Tuesday, 24 October 2017

He's a friend from work.

Thor: Ragnarok (2017)
Chosen by me because I like to go to the cinema a lot 
and hey, it's a marvel movie they pretty much float my boat.


This has the kind of imagery that Zach Snyder wants to be pulling off. A sort of freeze frame prog rock album cover or half recalled Lord of the Rings poster from a long ago childhood memory. But this film knows not to bury that under endless slow motion or the colour brown. It takes it's cue from the wacky science fiction stylings of Guardians of the Galaxy but feeds it through a vibrant 1980s filter (it gets easier with each passing year to forget the awfulness of much of that decade and embrace a retro chic devoid of Thatcher or bad suits) and that sense of fun fuels much of the joy in the film. 
The nostalgia (hugely reinforced by a wonderful Mark Mothersbaugh score which includes a Devo reject tune in the splendid Grandmaster Jam Session) doesnt quite hit an emotional core like the first Guardians, or say something like Lego, did but you're having too much of a blast to care.
Likewise it doesnt really solve Marvel Studios problem of having great actors in the antagonist role and not especially giving them anything to do. Though thankfully Cate Blanchett looks like she is having much more fun than Lee Pace or Christopher Ecclestone ever did. Her Hela gets to preen and crack wise and is a ball but her character never quite gels, the jealousy element a knock-off Loki, her anger never really having direction.
Much of the Sakarr sequence (a major chunk of the movie) is strangely weightless in it's stakes but only after you've finished enjoying it so much does the emptiness register. Gags fly thick and fast, the cast is great, Jeff Golblum is his Jeff Goldblumingest, the action is decent and Tessa Thompson's Valkyrie damn near walks off with the whole movie.
Unfortunately all this new jazz comes at a cost. And the generally pleasant Thor supporting cast from the previous two movies is sidelined, The Warriors Three dispatched too casually to register as an issue and the only sign of Sif is a double in a funny play performed by some noteworthy faces (I'd like to think Loki got the actual actors from Earth and it's just a kind of corporate gig for them).
And honestly Thompson makes up for any loss. A supremely confidant, cool performance she commands the screen every second she is on it, and is just super funny.
Can we have a Valkyrie movie?
Taika Waititi may be a cynical choice by Disney to hire someone cheap that they feel they can control, but it still comes from a place of choosing interesting directors, letting them imprint their personality onto a project seems to work a blinder, even working within the usual MCU framework (which this very much does despite feeling quite different to most of them).
Delightful.

Friday, 20 October 2017

How can you run and plot at the same time?
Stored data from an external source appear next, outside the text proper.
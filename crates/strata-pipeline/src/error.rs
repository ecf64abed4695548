use strata_llm::LlmError;

use crate::discovery::DiscoveryError;
use crate::stage::Stage;

/// Failure of a pluggable collaborator (analyzer, enricher, vectorizer, index).
///
/// Per-item and per-batch occurrences are recovered inside the stage; only
/// initialization and persistence failures surface as [`PipelineError`].
#[derive(Debug, thiserror::Error)]
pub enum CollaboratorError {
    #[error(transparent)]
    Llm(#[from] LlmError),

    #[error("I/O error: {0}")]
    Io(#[from] std::io::Error),

    #[error("JSON error: {0}")]
    Json(#[from] serde_json::Error),

    #[error("expected {expected} results, got {actual}")]
    LengthMismatch { expected: usize, actual: usize },

    #[error("expected vectors of dimension {expected}, got {actual}")]
    DimensionMismatch { expected: usize, actual: usize },

    #[error("index error: {0}")]
    Index(String),

    #[error("{0}")]
    Other(String),
}

#[derive(Debug, thiserror::Error)]
pub enum PipelineError {
    #[error("stage '{stage}' requires '{field}' from the '{requires}' stage output")]
    MissingPrerequisite {
        stage: Stage,
        requires: Stage,
        field: &'static str,
    },

    #[error("stage '{stage}' received invalid input: {reason}")]
    InvalidPrerequisite { stage: Stage, reason: String },

    #[error("stage '{stage}' collaborator failed: {source}")]
    Collaborator {
        stage: Stage,
        #[source]
        source: CollaboratorError,
    },

    #[error(transparent)]
    Discovery(#[from] DiscoveryError),

    #[error("failed to write {}: {source}", path.display())]
    Write {
        path: std::path::PathBuf,
        #[source]
        source: std::io::Error,
    },
}

impl PipelineError {
    pub(crate) fn collaborator(stage: Stage) -> impl FnOnce(CollaboratorError) -> Self {
        move |source| Self::Collaborator { stage, source }
    }

    /// Stage the error was raised in, if it is stage-scoped.
    #[must_use]
    pub fn stage(&self) -> Option<Stage> {
        match self {
            Self::MissingPrerequisite { stage, .. }
            | Self::InvalidPrerequisite { stage, .. }
            | Self::Collaborator { stage, .. } => Some(*stage),
            Self::Discovery(_) => Some(Stage::Parsing),
            Self::Write { .. } => Some(Stage::Indexing),
        }
    }
}

pub type Result<T> = std::result::Result<T, PipelineError>;
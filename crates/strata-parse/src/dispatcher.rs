//! Static extension registry mapping source files to their parser.

use std::collections::HashMap;
use std::path::Path;

use crate::error::{ParseError, Result};
use crate::item::AiItem;
use crate::languages::{Lang, normalized_extension};
use crate::parser::{LanguageParser, ParserOptions};

const EXTENSIONS: &[(&str, Lang)] = &[
    ("go", Lang::Go),
    ("java", Lang::Java),
    ("py", Lang::Python),
    ("pyi", Lang::Python),
    ("ts", Lang::TypeScript),
    ("tsx", Lang::TypeScript),
    ("mts", Lang::TypeScript),
    ("cts", Lang::TypeScript),
    ("js", Lang::TypeScript),
    ("jsx", Lang::TypeScript),
    ("mjs", Lang::TypeScript),
    ("cjs", Lang::TypeScript),
];

/// One parser instance per language family, looked up by file extension.
///
/// All script extensions share the single TypeScript instance; the dialect is
/// resolved from the path when items are built.
#[derive(Debug)]
pub struct ParserDispatcher {
    parsers: Vec<LanguageParser>,
    by_extension: HashMap<&'static str, usize>,
}

impl ParserDispatcher {
    #[must_use]
    pub fn new(options: ParserOptions) -> Self {
        let mut parsers: Vec<LanguageParser> = Vec::new();
        let mut by_extension = HashMap::with_capacity(EXTENSIONS.len());

        for &(ext, lang) in EXTENSIONS {
            let slot = match parsers.iter().position(|p| p.language() == lang) {
                Some(slot) => slot,
                None => {
                    parsers.push(LanguageParser::for_language(lang, options));
                    parsers.len() - 1
                }
            };
            by_extension.insert(ext, slot);
        }

        Self {
            parsers,
            by_extension,
        }
    }

    /// Parser registered for the extension of `path`.
    ///
    /// # Errors
    ///
    /// Returns [`ParseError::UnsupportedExtension`] if no parser handles it.
    pub fn parser_for(&self, path: &Path) -> Result<&LanguageParser> {
        let extension = normalized_extension(path).unwrap_or_default();
        self.by_extension
            .get(extension.as_str())
            .map(|&slot| &self.parsers[slot])
            .ok_or_else(|| ParseError::UnsupportedExtension {
                path: path.to_path_buf(),
                extension,
            })
    }

    #[must_use]
    pub fn supports(&self, path: &Path) -> bool {
        self.parser_for(path).is_ok()
    }

    /// Registered extensions, sorted.
    #[must_use]
    pub fn extensions(&self) -> Vec<&'static str> {
        let mut exts: Vec<_> = self.by_extension.keys().copied().collect();
        exts.sort_unstable();
        exts
    }

    /// Dispatch and parse one file.
    ///
    /// # Errors
    ///
    /// Returns [`ParseError::UnsupportedExtension`] for unmapped extensions and
    /// [`ParseError::Io`] if the file cannot be read.
    pub fn parse_file(&self, path: &Path, root: &Path) -> Result<Vec<AiItem>> {
        self.parser_for(path)?.parse_file(path, root)
    }
}

impl Default for ParserDispatcher {
    fn default() -> Self {
        Self::new(ParserOptions::default())
    }
}
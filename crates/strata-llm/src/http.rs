//! Shared HTTP client construction for consistent timeout and TLS configuration.

use std::time::Duration;

/// Create a shared HTTP client with standard Strata configuration.
///
/// Config: 30s connect timeout, 120s request timeout, rustls TLS,
/// `strata/{version}` user-agent, redirect limit 10.
#[must_use]
pub fn default_client() -> reqwest::Client {
    reqwest::Client::builder()
        .connect_timeout(Duration::from_secs(30))
        .timeout(Duration::from_secs(120))
        .user_agent(concat!("strata/", env!("CARGO_PKG_VERSION")))
        .redirect(reqwest::redirect::Policy::limited(10))
        .build()
        .unwrap_or_else(|e| {
            tracing::warn!("falling back to default HTTP client: {e}");
            reqwest::Client::new()
        })
}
The Death of Stalin (2017)
Chosen by me because I'm a long time fan of Iannucci 
and it had one of the funnier trailers I'd seen in quite some time.

Iannucci is one of the UKs finest comedic minds. Sharp, satirical but also very, very silly he covers it all and has helped deliver some amazing shows over the years - Alan Partridge (created by others but firmly stamped on by him) may be a lasting legacy but his other works like the Day Today or The Armando Iannucci Show are strange offbeat works and The Thick of It (also the terrific spin-off In the Loop and sort of sequel Veep) are masterpieces of their kind.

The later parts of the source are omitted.